[WORKING DATA]

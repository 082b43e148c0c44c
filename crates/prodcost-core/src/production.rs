//! Production records.
//!
//! Ownership runs strictly downwards: a [`ProductionRun`] owns its
//! [`ProducedItem`]s and each produced item owns its [`ConsumedMaterial`]s.
//! Deleting a run removes everything beneath it. Child records carry the id
//! of their owner; nothing points back up except through store queries.

use std::fmt;

use chrono::{DateTime, NaiveDate, Utc};
use rust_decimal::Decimal;
use serde::{Deserialize, Serialize};
use uuid::Uuid;

use crate::{
  Result,
  validate::{self, AMOUNT_PLACES, DESCRIPTION_MAX_CHARS},
};

// ─── Production run ──────────────────────────────────────────────────────────

/// A dated batch production event.
#[derive(Debug, Clone, PartialEq, Eq, Serialize, Deserialize)]
pub struct ProductionRun {
  pub run_id:      Uuid,
  pub prod_date:   NaiveDate,
  pub description: String,
  pub recorded_at: DateTime<Utc>,
}

impl fmt::Display for ProductionRun {
  fn fmt(&self, f: &mut fmt::Formatter<'_>) -> fmt::Result {
    write!(f, "{} - {}", self.description, self.prod_date)
  }
}

#[derive(Debug, Clone, Deserialize)]
pub struct NewProductionRun {
  pub prod_date:   NaiveDate,
  pub description: String,
}

impl NewProductionRun {
  pub fn validate(&self) -> Result<()> {
    validate::label("description", &self.description, DESCRIPTION_MAX_CHARS)
  }
}

// ─── Produced item ───────────────────────────────────────────────────────────

/// A quantity of an output nomenclature yielded by a production run.
#[derive(Debug, Clone, PartialEq, Eq, Serialize, Deserialize)]
pub struct ProducedItem {
  pub item_id:         Uuid,
  pub run_id:          Uuid,
  pub nomenclature_id: Uuid,
  pub produced_uom_id: Uuid,
  pub quantity:        Decimal,
  pub recorded_at:     DateTime<Utc>,
}

/// Input to [`crate::store::ProductionStore::add_produced_item`]. The owning
/// run is supplied separately.
#[derive(Debug, Clone, Deserialize)]
pub struct NewProducedItem {
  pub nomenclature_id: Uuid,
  pub produced_uom_id: Uuid,
  pub quantity:        Decimal,
}

impl NewProducedItem {
  pub fn validate(&self) -> Result<()> {
    validate::positive("quantity", self.quantity, AMOUNT_PLACES)
  }
}

// ─── Consumed material ───────────────────────────────────────────────────────

/// A quantity of an input nomenclature consumed to yield one produced item.
#[derive(Debug, Clone, PartialEq, Eq, Serialize, Deserialize)]
pub struct ConsumedMaterial {
  pub consumed_id:     Uuid,
  pub item_id:         Uuid,
  pub material_id:     Uuid,
  pub consumed_uom_id: Uuid,
  pub quantity:        Decimal,
  pub recorded_at:     DateTime<Utc>,
}

/// Input to [`crate::store::ProductionStore::add_consumed_material`]. The
/// owning produced item is supplied separately.
#[derive(Debug, Clone, Deserialize)]
pub struct NewConsumedMaterial {
  pub material_id:     Uuid,
  pub consumed_uom_id: Uuid,
  pub quantity:        Decimal,
}

impl NewConsumedMaterial {
  pub fn validate(&self) -> Result<()> {
    validate::positive("quantity", self.quantity, AMOUNT_PLACES)
  }
}
//! Purchases: dated acquisitions of a material from a counterparty.
//!
//! A purchase is a historical fact. Once recorded it is never updated or
//! deleted; the cost calculator relies on purchase history being stable.

use chrono::{DateTime, NaiveDate, Utc};
use rust_decimal::Decimal;
use serde::{Deserialize, Serialize};
use uuid::Uuid;

use crate::{
  Result,
  validate::{self, AMOUNT_PLACES},
};

/// A recorded purchase. `price_ex_vat` and `price_with_vat` are totals for
/// the whole `quantity`, not unit prices.
#[derive(Debug, Clone, PartialEq, Eq, Serialize, Deserialize)]
pub struct Purchase {
  pub purchase_id:     Uuid,
  pub purch_date:      NaiveDate,
  pub counterparty_id: Uuid,
  pub material_id:     Uuid,
  pub purch_uom_id:    Uuid,
  pub quantity:        Decimal,
  pub price_ex_vat:    Decimal,
  pub price_with_vat:  Decimal,
  /// Server-assigned timestamp; orders purchases that share a date.
  pub recorded_at:     DateTime<Utc>,
}

/// Input to [`crate::store::ProductionStore::record_purchase`].
#[derive(Debug, Clone, Deserialize)]
pub struct NewPurchase {
  pub purch_date:      NaiveDate,
  pub counterparty_id: Uuid,
  pub material_id:     Uuid,
  pub purch_uom_id:    Uuid,
  pub quantity:        Decimal,
  pub price_ex_vat:    Decimal,
  pub price_with_vat:  Decimal,
}

impl NewPurchase {
  pub fn validate(&self) -> Result<()> {
    validate::positive("quantity", self.quantity, AMOUNT_PLACES)?;
    validate::non_negative("price_ex_vat", self.price_ex_vat, AMOUNT_PLACES)?;
    validate::non_negative(
      "price_with_vat",
      self.price_with_vat,
      AMOUNT_PLACES,
    )?;
    Ok(())
  }
}

/// Parameters for [`crate::store::ProductionStore::search_purchases`].
///
/// Every bound is optional; `from` and `to` are inclusive.
#[derive(Debug, Clone, Default, Deserialize)]
pub struct PurchaseQuery {
  pub material_id:     Option<Uuid>,
  pub counterparty_id: Option<Uuid>,
  pub from:            Option<NaiveDate>,
  pub to:              Option<NaiveDate>,
}

impl PurchaseQuery {
  /// Purchases of `material_id` dated within `[from, to]`.
  pub fn material_between(
    material_id: Uuid,
    from: NaiveDate,
    to: NaiveDate,
  ) -> Self {
    Self {
      material_id: Some(material_id),
      counterparty_id: None,
      from: Some(from),
      to: Some(to),
    }
  }
}
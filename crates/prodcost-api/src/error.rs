//! API error type and [`axum::response::IntoResponse`] implementation.

use axum::{
  Json,
  http::StatusCode,
  response::{IntoResponse, Response},
};
use prodcost_core::store::StoreError;
use serde_json::json;
use thiserror::Error;

/// An error returned by an API handler.
#[derive(Debug, Error)]
pub enum ApiError {
  #[error("not found: {0}")]
  NotFound(String),

  /// The request conflicts with existing rows (e.g. deleting a referenced
  /// unit).
  #[error("conflict: {0}")]
  Conflict(String),

  /// Well-formed input the ledger cannot accept, or a cost that cannot be
  /// computed from the recorded data.
  #[error("unprocessable: {0}")]
  Unprocessable(String),

  #[error("store error: {0}")]
  Store(#[source] Box<dyn std::error::Error + Send + Sync>),
}

impl ApiError {
  /// Classify a store error by the domain error it carries.
  pub fn store<E: StoreError>(e: E) -> Self {
    use prodcost_core::Error as Core;

    let classified = e.core().map(|core| {
      let message = core.to_string();
      match core {
        Core::NotFound(..) => Self::NotFound(message),
        Core::IntegrityViolation(..) => Self::Conflict(message),
        Core::NoPurchaseHistory { .. }
        | Core::ZeroPurchaseQuantity(_)
        | Core::UnknownReference(_)
        | Core::Validation { .. } => Self::Unprocessable(message),
      }
    });
    classified.unwrap_or_else(|| Self::Store(Box::new(e)))
  }
}

impl IntoResponse for ApiError {
  fn into_response(self) -> Response {
    let (status, message) = match &self {
      ApiError::NotFound(m) => (StatusCode::NOT_FOUND, m.clone()),
      ApiError::Conflict(m) => (StatusCode::CONFLICT, m.clone()),
      ApiError::Unprocessable(m) => (StatusCode::UNPROCESSABLE_ENTITY, m.clone()),
      ApiError::Store(e) => {
        tracing::error!(error = %e, "store failure");
        (StatusCode::INTERNAL_SERVER_ERROR, e.to_string())
      }
    };
    (status, Json(json!({ "error": message }))).into_response()
  }
}
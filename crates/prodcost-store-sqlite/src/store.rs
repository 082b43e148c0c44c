//! [`SqliteStore`], the SQLite implementation of [`ProductionStore`].

use std::path::Path;

use chrono::NaiveDate;
use rusqlite::OptionalExtension as _;
use uuid::Uuid;

use prodcost_core::{
  catalog::{
    ConversionRate, Counterparty, NewConversionRate, NewCounterparty,
    NewNomenclature, NewUnitOfMeasure, Nomenclature, UnitOfMeasure,
  },
  error::Entity,
  production::{
    ConsumedMaterial, NewConsumedMaterial, NewProducedItem, NewProductionRun,
    ProducedItem, ProductionRun,
  },
  purchase::{NewPurchase, Purchase, PurchaseQuery},
  store::ProductionStore,
};

use crate::{
  encode::{
    decode_date, encode_date, encode_decimal, encode_dt, encode_uuid, now,
    RawConsumedMaterial, RawConversionRate, RawCounterparty, RawNomenclature,
    RawProducedItem, RawProductionRun, RawPurchase, RawUnit,
  },
  schema::SCHEMA,
  Error, Result,
};

type RowMapper<R> = fn(&rusqlite::Row<'_>) -> rusqlite::Result<R>;

/// Result of a `DELETE` that may trip a foreign-key restriction.
enum Deletion {
  Deleted,
  Missing,
  Referenced,
}

/// SQLite reports both `RESTRICT` and dangling-reference failures as
/// constraint violations.
fn is_constraint_violation(e: &rusqlite::Error) -> bool {
  matches!(
    e,
    rusqlite::Error::SqliteFailure(f, _)
      if f.code == rusqlite::ErrorCode::ConstraintViolation
  )
}

// ─── Store ───────────────────────────────────────────────────────────────────

/// A production ledger backed by a single SQLite file.
///
/// Cloning is cheap; the inner connection is reference-counted.
#[derive(Clone)]
pub struct SqliteStore {
  conn: tokio_rusqlite::Connection,
}

impl SqliteStore {
  /// Open (or create) a store at `path` and run schema initialisation.
  pub async fn open(path: impl AsRef<Path>) -> Result<Self> {
    let conn = tokio_rusqlite::Connection::open(path).await?;
    let store = Self { conn };
    store.init_schema().await?;
    Ok(store)
  }

  /// Open an in-memory store, for tests and throwaway ledgers.
  pub async fn open_in_memory() -> Result<Self> {
    let conn = tokio_rusqlite::Connection::open_in_memory().await?;
    let store = Self { conn };
    store.init_schema().await?;
    Ok(store)
  }

  async fn init_schema(&self) -> Result<()> {
    self
      .conn
      .call(|conn| {
        conn.execute_batch(SCHEMA)?;
        Ok(())
      })
      .await?;
    Ok(())
  }

  /// Run an `INSERT`; a constraint failure means one of the referenced rows
  /// does not exist.
  async fn insert(
    &self,
    entity: Entity,
    sql: &'static str,
    values: Vec<String>,
  ) -> Result<()> {
    let inserted = self
      .conn
      .call(move |conn| {
        match conn.execute(sql, rusqlite::params_from_iter(values.iter())) {
          Ok(_) => Ok(true),
          Err(e) if is_constraint_violation(&e) => Ok(false),
          Err(e) => Err(e.into()),
        }
      })
      .await?;

    if !inserted {
      return Err(prodcost_core::Error::UnknownReference(entity).into());
    }
    Ok(())
  }

  /// Run a single-row `DELETE` keyed by `id`.
  async fn delete(
    &self,
    entity: Entity,
    sql: &'static str,
    id: Uuid,
  ) -> Result<bool> {
    let key = encode_uuid(id);

    let outcome = self
      .conn
      .call(move |conn| match conn.execute(sql, rusqlite::params![key]) {
        Ok(0) => Ok(Deletion::Missing),
        Ok(_) => Ok(Deletion::Deleted),
        Err(e) if is_constraint_violation(&e) => Ok(Deletion::Referenced),
        Err(e) => Err(e.into()),
      })
      .await?;

    match outcome {
      Deletion::Deleted => Ok(true),
      Deletion::Missing => Ok(false),
      Deletion::Referenced => {
        tracing::warn!(%entity, %id, "deletion rejected, row is still referenced");
        Err(prodcost_core::Error::IntegrityViolation(entity, id).into())
      }
    }
  }

  async fn fetch_one<R>(
    &self,
    sql: String,
    params: Vec<String>,
    map: RowMapper<R>,
  ) -> Result<Option<R>>
  where
    R: Send + 'static,
  {
    Ok(
      self
        .conn
        .call(move |conn| {
          Ok(
            conn
              .query_row(&sql, rusqlite::params_from_iter(params.iter()), map)
              .optional()?,
          )
        })
        .await?,
    )
  }

  async fn fetch_all<R>(
    &self,
    sql: String,
    params: Vec<String>,
    map: RowMapper<R>,
  ) -> Result<Vec<R>>
  where
    R: Send + 'static,
  {
    Ok(
      self
        .conn
        .call(move |conn| {
          let mut stmt = conn.prepare(&sql)?;
          let rows = stmt
            .query_map(rusqlite::params_from_iter(params.iter()), map)?
            .collect::<rusqlite::Result<Vec<_>>>()?;
          Ok(rows)
        })
        .await?,
    )
  }
}
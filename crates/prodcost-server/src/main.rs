//! prodcost server binary.
//!
//! Reads `config.toml` (or the path specified with `--config`), opens an
//! in-process SQLite store, and serves the JSON API over HTTP.

use std::{
  path::{Path, PathBuf},
  sync::Arc,
};

use anyhow::Context as _;
use clap::Parser;
use prodcost_server::{ServerConfig, app, open_store};
use tokio::net::TcpListener;
use tracing::level_filters::LevelFilter;
use tracing_subscriber::EnvFilter;

#[derive(Parser)]
#[command(author, version, about = "Production cost ledger server")]
struct Cli {
  /// Path to the TOML configuration file.
  #[arg(short, long, default_value = "config.toml")]
  config: PathBuf,
}

#[tokio::main]
async fn main() -> anyhow::Result<()> {
  tracing_subscriber::fmt()
    .with_env_filter(
      EnvFilter::builder()
        .with_default_directive(LevelFilter::INFO.into())
        .from_env_lossy(),
    )
    .init();

  let cli = Cli::parse();

  let settings = config::Config::builder()
    .add_source(config::File::from(cli.config).required(false))
    .add_source(config::Environment::with_prefix("PRODCOST"))
    .build()
    .context("failed to read config file")?;

  let server_cfg: ServerConfig = settings
    .try_deserialize()
    .context("failed to deserialise ServerConfig")?;

  let store_path = expand_tilde(&server_cfg.store_path);

  let store = open_store(&store_path)
    .await
    .with_context(|| format!("failed to open store at {store_path:?}"))?;

  let app = app(Arc::new(store));
  let address = server_cfg.address();

  tracing::info!("Listening on http://{address}");
  let listener = TcpListener::bind(&address)
    .await
    .with_context(|| format!("failed to bind {address}"))?;

  axum::serve(listener, app).await.context("server error")?;

  Ok(())
}

/// Expand a leading `~` to the user's home directory.
fn expand_tilde(path: &Path) -> PathBuf {
  let s = path.to_string_lossy();
  if let Some(rest) = s.strip_prefix("~/")
    && let Ok(home) = std::env::var("HOME")
  {
    return PathBuf::from(home).join(rest);
  }
  path.to_path_buf()
}
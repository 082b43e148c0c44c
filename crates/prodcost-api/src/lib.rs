//! JSON REST API for the production ledger.
//!
//! Exposes an axum [`Router`] backed by any
//! [`prodcost_core::store::ProductionStore`]. Auth, TLS, and transport
//! concerns are the caller's responsibility.
//!
//! # Mounting
//!
//! ```rust,ignore
//! .nest("/api", prodcost_api::api_router(store.clone()))
//! ```

pub mod catalog;
pub mod error;
pub mod production;
pub mod purchases;

use std::sync::Arc;

use axum::{Router, routing::get};
use prodcost_core::store::ProductionStore;

pub use error::ApiError;

/// Build a fully-materialised API router for `store`.
///
/// The returned `Router<()>` can be nested into any parent router regardless
/// of its own state type.
pub fn api_router<S>(store: Arc<S>) -> Router<()>
where
  S: ProductionStore + 'static,
{
  Router::new()
    // Catalog
    .route(
      "/units",
      get(catalog::list_units::<S>).post(catalog::create_unit::<S>),
    )
    .route(
      "/units/{id}",
      get(catalog::get_unit::<S>).delete(catalog::delete_unit::<S>),
    )
    .route(
      "/nomenclature",
      get(catalog::list_nomenclature::<S>).post(catalog::create_nomenclature::<S>),
    )
    .route(
      "/nomenclature/{id}",
      get(catalog::get_nomenclature::<S>).delete(catalog::delete_nomenclature::<S>),
    )
    .route(
      "/counterparties",
      get(catalog::list_counterparties::<S>).post(catalog::create_counterparty::<S>),
    )
    .route(
      "/counterparties/{id}",
      get(catalog::get_counterparty::<S>).delete(catalog::delete_counterparty::<S>),
    )
    .route(
      "/conversion-rates",
      get(catalog::list_conversion_rates::<S>)
        .post(catalog::create_conversion_rate::<S>),
    )
    // Purchases
    .route("/purchases", get(purchases::list::<S>).post(purchases::create::<S>))
    .route("/purchases/{id}", get(purchases::get_one::<S>))
    // Production
    .route(
      "/production-runs",
      get(production::list_runs::<S>).post(production::create_run::<S>),
    )
    .route(
      "/production-runs/{id}",
      get(production::get_run::<S>).delete(production::delete_run::<S>),
    )
    .route(
      "/production-runs/{id}/items",
      get(production::list_items::<S>).post(production::create_item::<S>),
    )
    .route(
      "/produced-items/{id}",
      get(production::get_item::<S>).delete(production::delete_item::<S>),
    )
    .route("/produced-items/{id}/cost", get(production::item_cost::<S>))
    .route(
      "/produced-items/{id}/consumed",
      get(production::list_consumed::<S>).post(production::create_consumed::<S>),
    )
    .route(
      "/consumed-materials/{id}/price",
      get(production::consumed_price::<S>),
    )
    .with_state(store)
}

// ─── Router tests ─────────────────────────────────────────────────────────────

#[cfg(test)]
mod tests {
  use std::{str::FromStr, sync::Arc};

  use axum::{
    Router,
    body::Body,
    http::{Request, StatusCode, header},
  };
  use prodcost_store_sqlite::SqliteStore;
  use rust_decimal::Decimal;
  use serde_json::{Value, json};
  use tower::ServiceExt as _;
  use uuid::Uuid;

  use super::api_router;

  async fn make_router() -> Router {
    let store = SqliteStore::open_in_memory().await.unwrap();
    api_router(Arc::new(store))
  }

  async fn send(
    router: &Router,
    method: &str,
    uri: &str,
    body: Option<Value>,
  ) -> (StatusCode, Value) {
    let mut builder = Request::builder().method(method).uri(uri);
    let body = match body {
      Some(json) => {
        builder = builder.header(header::CONTENT_TYPE, "application/json");
        Body::from(json.to_string())
      }
      None => Body::empty(),
    };
    let resp = router
      .clone()
      .oneshot(builder.body(body).unwrap())
      .await
      .unwrap();
    let status = resp.status();
    let bytes = axum::body::to_bytes(resp.into_body(), usize::MAX)
      .await
      .unwrap();
    let value = if bytes.is_empty() {
      Value::Null
    } else {
      serde_json::from_slice(&bytes).unwrap()
    };
    (status, value)
  }

  async fn create(router: &Router, uri: &str, body: Value) -> Value {
    let (status, value) = send(router, "POST", uri, Some(body)).await;
    assert_eq!(status, StatusCode::CREATED, "POST {uri}: {value}");
    value
  }

  fn id(value: &Value, field: &str) -> String {
    value[field].as_str().unwrap().to_string()
  }

  fn dec(value: &Value) -> Decimal {
    Decimal::from_str(value.as_str().unwrap()).unwrap()
  }

  /// kg, a supplier, flour bought in kg, and bread.
  struct Seed {
    kg:       String,
    supplier: String,
    flour:    String,
    bread:    String,
  }

  async fn seed(router: &Router) -> Seed {
    let kg = id(&create(router, "/units", json!({ "name": "kg" })).await, "uom_id");
    let supplier = id(
      &create(router, "/counterparties", json!({ "name": "Mill & Co" })).await,
      "counterparty_id",
    );
    let flour = id(
      &create(router, "/nomenclature", json!({ "name": "Flour", "base_uom_id": kg }))
        .await,
      "nomenclature_id",
    );
    let bread = id(
      &create(router, "/nomenclature", json!({ "name": "Bread", "base_uom_id": kg }))
        .await,
      "nomenclature_id",
    );
    Seed { kg, supplier, flour, bread }
  }

  async fn buy(router: &Router, seed: &Seed, on: &str, quantity: &str, price: &str) {
    create(
      router,
      "/purchases",
      json!({
        "purch_date": on,
        "counterparty_id": seed.supplier,
        "material_id": seed.flour,
        "purch_uom_id": seed.kg,
        "quantity": quantity,
        "price_ex_vat": price,
        "price_with_vat": price,
      }),
    )
    .await;
  }

  /// A run on `on` producing one loaf that consumes `flour_kg` of flour.
  /// Returns `(run_id, item_id, consumed_id)`.
  async fn produce(
    router: &Router,
    seed: &Seed,
    on: &str,
    flour_kg: &str,
  ) -> (String, String, String) {
    let run = id(
      &create(
        router,
        "/production-runs",
        json!({ "prod_date": on, "description": "Morning bake" }),
      )
      .await,
      "run_id",
    );
    let item = id(
      &create(
        router,
        &format!("/production-runs/{run}/items"),
        json!({
          "nomenclature_id": seed.bread,
          "produced_uom_id": seed.kg,
          "quantity": "1",
        }),
      )
      .await,
      "item_id",
    );
    let consumed = id(
      &create(
        router,
        &format!("/produced-items/{item}/consumed"),
        json!({
          "material_id": seed.flour,
          "consumed_uom_id": seed.kg,
          "quantity": flour_kg,
        }),
      )
      .await,
      "consumed_id",
    );
    (run, item, consumed)
  }

  // ── Catalog ─────────────────────────────────────────────────────────────────

  #[tokio::test]
  async fn create_and_fetch_unit() {
    let router = make_router().await;
    let unit = create(&router, "/units", json!({ "name": "kg" })).await;
    assert_eq!(unit["name"], "kg");

    let (status, fetched) =
      send(&router, "GET", &format!("/units/{}", id(&unit, "uom_id")), None).await;
    assert_eq!(status, StatusCode::OK);
    assert_eq!(fetched, unit);

    let (status, all) = send(&router, "GET", "/units", None).await;
    assert_eq!(status, StatusCode::OK);
    assert_eq!(all.as_array().unwrap().len(), 1);
  }

  #[tokio::test]
  async fn unknown_unit_is_404() {
    let router = make_router().await;
    let (status, body) =
      send(&router, "GET", &format!("/units/{}", Uuid::new_v4()), None).await;
    assert_eq!(status, StatusCode::NOT_FOUND);
    assert!(body["error"].is_string());
  }

  #[tokio::test]
  async fn overlong_name_is_422() {
    let router = make_router().await;
    let (status, _) =
      send(&router, "POST", "/units", Some(json!({ "name": "x".repeat(51) }))).await;
    assert_eq!(status, StatusCode::UNPROCESSABLE_ENTITY);
  }

  #[tokio::test]
  async fn deleting_referenced_unit_is_409() {
    let router = make_router().await;
    let seed = seed(&router).await;

    let (status, body) =
      send(&router, "DELETE", &format!("/units/{}", seed.kg), None).await;
    assert_eq!(status, StatusCode::CONFLICT, "{body}");

    let (status, _) = send(&router, "GET", &format!("/units/{}", seed.kg), None).await;
    assert_eq!(status, StatusCode::OK);
  }

  #[tokio::test]
  async fn deleting_unused_counterparty_is_204() {
    let router = make_router().await;
    let party = create(&router, "/counterparties", json!({ "name": "Nobody" })).await;
    let uri = format!("/counterparties/{}", id(&party, "counterparty_id"));

    let (status, _) = send(&router, "DELETE", &uri, None).await;
    assert_eq!(status, StatusCode::NO_CONTENT);
    let (status, _) = send(&router, "DELETE", &uri, None).await;
    assert_eq!(status, StatusCode::NOT_FOUND);
  }

  // ── Purchases ───────────────────────────────────────────────────────────────

  #[tokio::test]
  async fn purchase_with_unknown_material_is_422() {
    let router = make_router().await;
    let seed = seed(&router).await;
    let (status, _) = send(
      &router,
      "POST",
      "/purchases",
      Some(json!({
        "purch_date": "2024-01-01",
        "counterparty_id": seed.supplier,
        "material_id": Uuid::new_v4(),
        "purch_uom_id": seed.kg,
        "quantity": "1",
        "price_ex_vat": "1",
        "price_with_vat": "1",
      })),
    )
    .await;
    assert_eq!(status, StatusCode::UNPROCESSABLE_ENTITY);
  }

  #[tokio::test]
  async fn purchases_filter_by_date_range() {
    let router = make_router().await;
    let seed = seed(&router).await;
    buy(&router, &seed, "2024-01-01", "10", "100").await;
    buy(&router, &seed, "2024-02-01", "5", "60").await;

    let (status, found) = send(
      &router,
      "GET",
      &format!("/purchases?material_id={}&from=2024-01-15", seed.flour),
      None,
    )
    .await;
    assert_eq!(status, StatusCode::OK);
    let found = found.as_array().unwrap();
    assert_eq!(found.len(), 1);
    assert_eq!(found[0]["purch_date"], "2024-02-01");
  }

  // ── Production and cost ─────────────────────────────────────────────────────

  #[tokio::test]
  async fn items_on_unknown_run_are_404() {
    let router = make_router().await;
    let seed = seed(&router).await;
    let (status, _) = send(
      &router,
      "POST",
      &format!("/production-runs/{}/items", Uuid::new_v4()),
      Some(json!({
        "nomenclature_id": seed.bread,
        "produced_uom_id": seed.kg,
        "quantity": "1",
      })),
    )
    .await;
    assert_eq!(status, StatusCode::NOT_FOUND);
  }

  #[tokio::test]
  async fn run_detail_carries_costs() {
    let router = make_router().await;
    let seed = seed(&router).await;
    buy(&router, &seed, "2024-01-01", "10", "100").await;
    buy(&router, &seed, "2024-01-15", "5", "60").await;
    let (run, item, consumed) = produce(&router, &seed, "2024-01-31", "3").await;

    let (status, detail) =
      send(&router, "GET", &format!("/production-runs/{run}"), None).await;
    assert_eq!(status, StatusCode::OK, "{detail}");
    assert_eq!(detail["run"]["prod_date"], "2024-01-31");
    let items = detail["items"].as_array().unwrap();
    assert_eq!(items.len(), 1);
    assert_eq!(dec(&items[0]["cost_price"]).round_dp(3), Decimal::new(32_000, 3));

    let (status, cost) =
      send(&router, "GET", &format!("/produced-items/{item}/cost"), None).await;
    assert_eq!(status, StatusCode::OK);
    assert_eq!(cost["cost_price"], items[0]["cost_price"]);

    let (status, price) =
      send(&router, "GET", &format!("/consumed-materials/{consumed}/price"), None)
        .await;
    assert_eq!(status, StatusCode::OK);
    assert_eq!(
      dec(&price["average_purchase_price"]).round_dp(3),
      Decimal::new(10_667, 3)
    );
    assert_eq!(price["full_purchase_price"], items[0]["cost_price"]);
  }

  #[tokio::test]
  async fn cost_without_purchase_history_is_422() {
    let router = make_router().await;
    let seed = seed(&router).await;
    let (run, item, consumed) = produce(&router, &seed, "2024-01-31", "3").await;

    for uri in [
      format!("/production-runs/{run}"),
      format!("/produced-items/{item}/cost"),
      format!("/consumed-materials/{consumed}/price"),
    ] {
      let (status, body) = send(&router, "GET", &uri, None).await;
      assert_eq!(status, StatusCode::UNPROCESSABLE_ENTITY, "{uri}: {body}");
    }
  }

  #[tokio::test]
  async fn deleting_run_removes_its_items() {
    let router = make_router().await;
    let seed = seed(&router).await;
    let (run, item, consumed) = produce(&router, &seed, "2024-01-31", "3").await;

    let (status, _) =
      send(&router, "DELETE", &format!("/production-runs/{run}"), None).await;
    assert_eq!(status, StatusCode::NO_CONTENT);

    let (status, _) =
      send(&router, "GET", &format!("/produced-items/{item}"), None).await;
    assert_eq!(status, StatusCode::NOT_FOUND);
    let (status, _) = send(
      &router,
      "GET",
      &format!("/consumed-materials/{consumed}/price"),
      None,
    )
    .await;
    assert_eq!(status, StatusCode::NOT_FOUND);
  }
}
//! SQLite backend for the production cost ledger.
//!
//! Wraps [`tokio_rusqlite`] so all database access runs on a dedicated thread
//! without blocking the async runtime.

mod encode;
mod schema;
mod store;

pub mod error;

pub use error::{Error, Result};
pub use store::SqliteStore;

[/WORKING DATA]

# [TO DO]
Repeat exactly the lines of the data from the first one through the line with "carry the id", both of them included.

# [SOLUTION FOR THIS EXERCISE]
repository 082b43e148c0c44c
filename crates/prodcost-core/src/production.rs
//! Production records.
//!
//! Ownership runs strictly downwards: a [`ProductionRun`] owns its
//! [`ProducedItem`]s and each produced item owns its [`ConsumedMaterial`]s.
//! Deleting a run removes everything beneath it. Child records carry the id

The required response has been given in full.